The state health department figures also projected that more than $100 million in uncompensated care would have been alleviated from the backs of Wyoming’s ailing hospitals with HB 162.
Garrits said he couldn’t take a position on whether Medicaid expansion would address some of the challenges Campbell County faces with behavioral health.
“I’m not sure to what extent the folks that are having behavioral health issues would qualify for the expansion or not,” Garrits said. “My assumption would be yes, but I just don’t have the data to support it.”
The Wyoming Association of Mental Health and Substance Abuse Centers is in favor of Medicaid expansion, Summerville said.
“We might be the only (state) that doesn’t leverage the Medicaid system at all to support community mental health services,” she said.
Providing services for adults with mental health and substance abuse issues is a difficult case to make, Scott said. There’s a stigma attached to providing money for people who often can’t hold down a job, have addiction problems, have issues with violence or anger or have been through the same agencies multiple times in the past.

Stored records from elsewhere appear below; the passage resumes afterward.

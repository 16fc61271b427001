//! In-place comparison and distribution sorts. Every routine sorts ascending and leaves empty
//! and single element slices untouched.

mod bubble;
mod heap;
mod merge;
mod quick;
mod radix;
mod shell;

pub use bubble::bubble_sort;
pub use heap::heap_sort;
pub use merge::merge_sort;
pub use quick::quick_sort;
pub use radix::radix_sort;
pub use shell::shell_sort;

“If you don’t work around it all the time, or don’t have a family member with it, or you don’t struggle with it, it’s easy to see people with mental health issues as just having a bad personality defect,” Scott said. “Wyoming is so big on personal responsibility, and there is something to that, but when somebody is not in the right state of mind to make good choices, they don’t have that personal responsibility. They can’t make the right choices.”
The hospital is still in touch with the individuals who were living at the Greenhouse, said Derek Friedlan, Coordination of Care for Behavioral Health Manager at Campbell County Health. The majority are living independently and working with outpatient case manager services.
Those who are assessed as needing a long-term-care setting in Campbell County are now being sent to communities across Wyoming, Friedlan said. It’s challenging, he said, to not be able to keep them in the community.
“I think we really have to look at that when dealing with mental health, is the whole support system,” Friedlan said. “I think the hardest part about not being able to keep clients in the community is not having them in the same town as their families, or just in the town they’ve been in for a long time. They might have support systems here that are not family.”
Misty Robertson, chief nursing officer at Campbell County Health, said everyone involved was sad to see the Greenhouse close, but she’s trying to look at things optimistically.
“I hope we take this opportunity because this change had to happen to evaluate how else we can work together as a strong team to improve mental health,” Robertson said. “I hope we can take this unfortunate budget cut as an opportunity to maybe do something new or better or different that will continue to help patients.”
Scott is used to operating on a small budget, she said, but “we always find a way to do it.”
“It feels like the difference from when I started this job to now is that people in the community are much more ready to work together,” Scott said. “The agencies in town are realizing that if we’re going to continue to be able to help people, we have to do it in partnership. None of us can do it alone. It gives me some hope that people are going to work hard at least to try.”